Extracted data:
==========
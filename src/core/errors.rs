use std::fmt;

#[derive(Debug, Clone, PartialEq, Eq)]
pub enum ModelError {
    BadRequest(String),
    Unauthorized,
    NotFound(String),
    Conflict(String),
    InternalError(String),
}

pub type Result<T> = std::result::Result<T, ModelError>;

impl fmt::Display for ModelError {
    fn fmt(&self, f: &mut fmt::Formatter<'_>) -> fmt::Result {
        match self {
            ModelError::BadRequest(msg) => write!(f, "Bad Request: {}", msg),
            ModelError::Unauthorized => write!(f, "Unauthorized"),
            ModelError::NotFound(msg) => write!(f, "Not Found: {}", msg),
            ModelError::Conflict(msg) => write!(f, "Conflict: {}", msg),
            ModelError::InternalError(msg) => write!(f, "Internal Error: {}", msg),
        }
    }
}

impl std::error::Error for ModelError {}

// Storage and serialization failures surface as internal errors
impl From<anyhow::Error> for ModelError {
    fn from(err: anyhow::Error) -> Self {
        ModelError::InternalError(err.to_string())
    }
}

impl ModelError {
    pub fn user_not_found(user_id: &str) -> Self {
        ModelError::NotFound(format!("User not found: {}", user_id))
    }
}
use chrono::{DateTime, Utc};
use serde::{Serialize, Deserialize};
use crate::core::errors::Result;
use crate::core::helpers::{avatar_url, hash_password, new_id, now, verify_password};

#[derive(Debug, Serialize, Deserialize, Clone, PartialEq)]
pub struct User {
    pub id: String,
    pub username: String,
    pub email: String,
    pub password_hash: Option<String>,
    pub about_me: Option<String>,
    pub last_seen: DateTime<Utc>,
}

impl User {
    /// A fresh user with no password set. Nothing is stored until the user
    /// is handed to `users::create_user`.
    pub fn new(username: &str, email: &str) -> Self {
        User {
            id: new_id(),
            username: username.to_string(),
            email: email.trim().to_string(),
            password_hash: None,
            about_me: None,
            last_seen: now(),
        }
    }

    pub fn set_password(&mut self, password: &str) -> Result<()> {
        self.password_hash = Some(hash_password(password)?);
        Ok(())
    }

    pub fn check_password(&self, password: &str) -> bool {
        match &self.password_hash {
            Some(hash) => verify_password(password, hash),
            None => false,
        }
    }

    pub fn avatar(&self, size: u32) -> String {
        avatar_url(&self.email, size)
    }
}

#[derive(Debug, Serialize, Deserialize, Clone, PartialEq)]
pub struct Post {
    pub id: String,
    pub user_id: String,
    pub body: String,
    pub created_at: DateTime<Utc>,
    /// Store-wide creation order, used to break timestamp ties.
    pub seq: u64,
}

/// Ids a user follows, in the order they were followed.
pub type Followings = Vec<String>;
/// Ids following a user, in the order they started following.
pub type Followers = Vec<String>;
==========
Work task: Write out all of the records once more, exactly.

Written answer:
filename src/core/errors.rs
use std::fmt;

#[derive(Debug, Clone, PartialEq, Eq)]
pub enum ModelError {
    BadRequest(String),
    Unauthorized,
    NotFound(String),
    Conflict(String),
    InternalError(String),
}

pub type Result<T> = std::result::Result<T, ModelError>;

impl fmt::Display for ModelError {
    fn fmt(&self, f: &mut fmt::Formatter<'_>) -> fmt::Result {
        match self {
            ModelError::BadRequest(msg) => write!(f, "Bad Request: {}", msg),
            ModelError::Unauthorized => write!(f, "Unauthorized"),
            ModelError::NotFound(msg) => write!(f, "Not Found: {}", msg),
            ModelError::Conflict(msg) => write!(f, "Conflict: {}", msg),
            ModelError::InternalError(msg) => write!(f, "Internal Error: {}", msg),
        }
    }
}

impl std::error::Error for ModelError {}

// Storage and serialization failures surface as internal errors
impl From<anyhow::Error> for ModelError {
    fn from(err: anyhow::Error) -> Self {
        ModelError::InternalError(err.to_string())
    }
}

impl ModelError {
    pub fn user_not_found(user_id: &str) -> Self {
        ModelError::NotFound(format!("User not found: {}", user_id))
    }
}
use chrono::{DateTime, Utc};
use serde::{Serialize, Deserialize};
use crate::core::errors::Result;
use crate::core::helpers::{avatar_url, hash_password, new_id, now, verify_password};

#[derive(Debug, Serialize, Deserialize, Clone, PartialEq)]
pub struct User {
    pub id: String,
    pub username: String,
    pub email: String,
    pub password_hash: Option<String>,
    pub about_me: Option<String>,
    pub last_seen: DateTime<Utc>,
}

impl User {
    /// A fresh user with no password set. Nothing is stored until the user
    /// is handed to `users::create_user`.
    pub fn new(username: &str, email: &str) -> Self {
        User {
            id: new_id(),
            username: username.to_string(),
            email: email.trim().to_string(),
            password_hash: None,
            about_me: None,
            last_seen: now(),
        }
    }

    pub fn set_password(&mut self, password: &str) -> Result<()> {
        self.password_hash = Some(hash_password(password)?);
        Ok(())
    }

    pub fn check_password(&self, password: &str) -> bool {
        match &self.password_hash {
            Some(hash) => verify_password(password, hash),
            None => false,
        }
    }

    pub fn avatar(&self, size: u32) -> String {
        avatar_url(&self.email, size)
    }
}

#[derive(Debug, Serialize, Deserialize, Clone, PartialEq)]
pub struct Post {
    pub id: String,
    pub user_id: String,
    pub body: String,
    pub created_at: DateTime<Utc>,
    /// Store-wide creation order, used to break timestamp ties.
    pub seq: u64,
}

/// Ids a user follows, in the order they were followed.
pub type Followings = Vec<String>;
/// Ids following a user, in the order they started following.
pub type Followers = Vec<String>;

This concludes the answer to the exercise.